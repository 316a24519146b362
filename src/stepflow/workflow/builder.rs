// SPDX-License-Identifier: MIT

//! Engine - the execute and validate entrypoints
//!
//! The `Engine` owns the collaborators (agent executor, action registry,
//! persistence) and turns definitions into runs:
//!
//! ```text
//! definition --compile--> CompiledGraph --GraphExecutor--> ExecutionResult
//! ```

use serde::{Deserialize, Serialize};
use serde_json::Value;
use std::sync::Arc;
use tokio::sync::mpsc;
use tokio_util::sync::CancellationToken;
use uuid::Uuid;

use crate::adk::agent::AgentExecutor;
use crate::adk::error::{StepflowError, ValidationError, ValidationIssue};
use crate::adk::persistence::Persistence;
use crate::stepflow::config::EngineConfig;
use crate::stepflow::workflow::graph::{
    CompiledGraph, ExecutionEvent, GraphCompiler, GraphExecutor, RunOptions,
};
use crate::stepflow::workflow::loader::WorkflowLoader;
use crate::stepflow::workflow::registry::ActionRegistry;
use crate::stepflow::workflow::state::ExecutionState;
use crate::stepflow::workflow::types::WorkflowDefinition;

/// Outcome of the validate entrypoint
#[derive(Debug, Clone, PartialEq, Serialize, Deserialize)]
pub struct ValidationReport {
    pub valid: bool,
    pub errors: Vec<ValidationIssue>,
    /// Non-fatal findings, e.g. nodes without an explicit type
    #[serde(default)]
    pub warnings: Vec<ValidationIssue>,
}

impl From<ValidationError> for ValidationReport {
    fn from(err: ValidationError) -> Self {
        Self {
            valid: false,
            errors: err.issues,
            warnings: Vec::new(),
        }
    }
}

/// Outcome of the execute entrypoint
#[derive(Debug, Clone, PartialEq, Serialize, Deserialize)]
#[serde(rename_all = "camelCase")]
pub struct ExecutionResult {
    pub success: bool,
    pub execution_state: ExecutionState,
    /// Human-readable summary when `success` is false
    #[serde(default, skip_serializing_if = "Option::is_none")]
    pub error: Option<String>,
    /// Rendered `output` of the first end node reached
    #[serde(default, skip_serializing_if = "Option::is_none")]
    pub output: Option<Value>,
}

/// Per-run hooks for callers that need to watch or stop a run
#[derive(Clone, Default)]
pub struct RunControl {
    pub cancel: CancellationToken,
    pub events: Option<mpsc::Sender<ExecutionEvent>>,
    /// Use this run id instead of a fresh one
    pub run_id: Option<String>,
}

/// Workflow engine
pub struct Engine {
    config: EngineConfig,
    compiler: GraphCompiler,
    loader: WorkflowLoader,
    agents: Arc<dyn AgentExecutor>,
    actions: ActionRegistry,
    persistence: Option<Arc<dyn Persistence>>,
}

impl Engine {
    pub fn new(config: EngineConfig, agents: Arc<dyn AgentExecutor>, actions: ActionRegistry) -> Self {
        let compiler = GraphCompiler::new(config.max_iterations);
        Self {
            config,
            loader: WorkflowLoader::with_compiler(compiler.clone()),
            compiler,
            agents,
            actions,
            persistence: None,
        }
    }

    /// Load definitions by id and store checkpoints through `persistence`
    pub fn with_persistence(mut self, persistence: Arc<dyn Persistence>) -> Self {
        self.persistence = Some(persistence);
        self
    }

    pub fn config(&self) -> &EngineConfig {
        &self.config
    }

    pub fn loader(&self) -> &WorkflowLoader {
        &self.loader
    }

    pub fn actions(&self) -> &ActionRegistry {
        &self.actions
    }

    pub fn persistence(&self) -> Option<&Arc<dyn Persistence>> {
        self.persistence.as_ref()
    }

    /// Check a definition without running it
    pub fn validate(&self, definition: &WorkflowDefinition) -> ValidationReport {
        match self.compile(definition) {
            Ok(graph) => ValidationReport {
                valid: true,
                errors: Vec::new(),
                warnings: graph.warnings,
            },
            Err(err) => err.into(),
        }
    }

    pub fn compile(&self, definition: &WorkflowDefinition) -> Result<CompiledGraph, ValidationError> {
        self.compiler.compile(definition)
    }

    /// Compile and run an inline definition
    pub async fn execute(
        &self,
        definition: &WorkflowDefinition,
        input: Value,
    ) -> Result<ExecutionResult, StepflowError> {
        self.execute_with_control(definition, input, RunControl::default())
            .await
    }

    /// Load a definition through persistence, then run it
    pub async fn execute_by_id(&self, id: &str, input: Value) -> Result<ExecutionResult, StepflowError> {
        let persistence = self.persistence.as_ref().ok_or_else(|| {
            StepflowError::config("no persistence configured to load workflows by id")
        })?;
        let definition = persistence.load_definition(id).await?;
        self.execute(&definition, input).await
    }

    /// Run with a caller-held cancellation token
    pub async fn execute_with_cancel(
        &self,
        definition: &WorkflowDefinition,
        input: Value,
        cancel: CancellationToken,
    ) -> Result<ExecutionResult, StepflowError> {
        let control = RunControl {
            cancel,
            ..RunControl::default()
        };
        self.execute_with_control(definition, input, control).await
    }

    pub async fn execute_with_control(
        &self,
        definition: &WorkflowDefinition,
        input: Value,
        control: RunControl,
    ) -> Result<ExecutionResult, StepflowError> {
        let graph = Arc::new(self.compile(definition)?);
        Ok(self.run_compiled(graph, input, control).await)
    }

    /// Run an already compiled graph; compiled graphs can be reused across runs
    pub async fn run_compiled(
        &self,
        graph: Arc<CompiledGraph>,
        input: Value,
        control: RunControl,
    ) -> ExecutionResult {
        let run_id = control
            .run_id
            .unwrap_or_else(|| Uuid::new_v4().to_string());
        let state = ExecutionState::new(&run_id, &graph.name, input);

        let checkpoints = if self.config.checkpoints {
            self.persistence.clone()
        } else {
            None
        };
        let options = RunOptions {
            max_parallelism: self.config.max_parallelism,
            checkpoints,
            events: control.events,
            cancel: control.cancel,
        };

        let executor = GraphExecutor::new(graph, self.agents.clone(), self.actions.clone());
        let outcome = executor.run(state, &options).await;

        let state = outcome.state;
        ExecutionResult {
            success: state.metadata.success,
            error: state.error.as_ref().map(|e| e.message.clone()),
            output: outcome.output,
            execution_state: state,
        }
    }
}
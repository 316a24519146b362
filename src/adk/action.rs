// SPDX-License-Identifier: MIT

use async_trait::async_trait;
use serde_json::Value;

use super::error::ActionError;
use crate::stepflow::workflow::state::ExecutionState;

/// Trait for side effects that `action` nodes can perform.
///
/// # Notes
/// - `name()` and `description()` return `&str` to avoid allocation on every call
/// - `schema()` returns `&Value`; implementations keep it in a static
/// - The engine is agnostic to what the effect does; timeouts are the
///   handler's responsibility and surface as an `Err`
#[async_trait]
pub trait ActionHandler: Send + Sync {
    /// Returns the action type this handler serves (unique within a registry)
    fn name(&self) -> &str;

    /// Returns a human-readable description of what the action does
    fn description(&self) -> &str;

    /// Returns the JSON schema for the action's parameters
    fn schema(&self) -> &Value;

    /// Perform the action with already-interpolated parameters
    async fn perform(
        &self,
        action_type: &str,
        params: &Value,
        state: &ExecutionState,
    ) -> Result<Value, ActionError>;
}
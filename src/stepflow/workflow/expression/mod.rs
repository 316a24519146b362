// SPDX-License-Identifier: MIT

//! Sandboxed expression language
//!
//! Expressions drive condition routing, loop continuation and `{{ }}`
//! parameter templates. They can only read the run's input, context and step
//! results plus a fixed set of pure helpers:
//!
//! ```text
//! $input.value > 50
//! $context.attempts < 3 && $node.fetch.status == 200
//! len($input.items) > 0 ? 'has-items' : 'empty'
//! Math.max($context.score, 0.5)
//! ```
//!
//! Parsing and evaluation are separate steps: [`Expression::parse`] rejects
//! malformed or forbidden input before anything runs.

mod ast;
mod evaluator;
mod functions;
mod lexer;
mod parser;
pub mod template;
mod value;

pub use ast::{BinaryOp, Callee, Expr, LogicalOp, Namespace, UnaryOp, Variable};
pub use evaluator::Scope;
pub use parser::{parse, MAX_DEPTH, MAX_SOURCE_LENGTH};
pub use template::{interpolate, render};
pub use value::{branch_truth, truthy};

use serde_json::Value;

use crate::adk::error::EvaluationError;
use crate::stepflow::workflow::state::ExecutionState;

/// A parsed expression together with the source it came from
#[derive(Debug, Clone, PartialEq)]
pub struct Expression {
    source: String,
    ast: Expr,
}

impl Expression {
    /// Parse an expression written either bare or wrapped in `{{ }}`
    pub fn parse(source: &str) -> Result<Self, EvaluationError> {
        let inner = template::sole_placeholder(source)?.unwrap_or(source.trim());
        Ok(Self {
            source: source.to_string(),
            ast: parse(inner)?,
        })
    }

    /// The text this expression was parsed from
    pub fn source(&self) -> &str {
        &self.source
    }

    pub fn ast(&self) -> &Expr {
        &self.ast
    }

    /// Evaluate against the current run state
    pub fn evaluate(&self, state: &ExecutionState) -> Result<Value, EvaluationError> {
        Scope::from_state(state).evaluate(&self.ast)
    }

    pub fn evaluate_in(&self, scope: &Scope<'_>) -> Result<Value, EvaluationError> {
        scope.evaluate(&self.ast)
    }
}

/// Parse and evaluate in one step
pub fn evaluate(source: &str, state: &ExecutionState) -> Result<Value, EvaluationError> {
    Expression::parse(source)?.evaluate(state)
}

▬▬▬▬▬▬▬▬▬▬

_Task requirements:_ Copy each line above where the string "that" occurs.

_Solution to this task:_
/// Per-run hooks for callers that need to watch or stop a run
/// Trait for side effects that `action` nodes can perform.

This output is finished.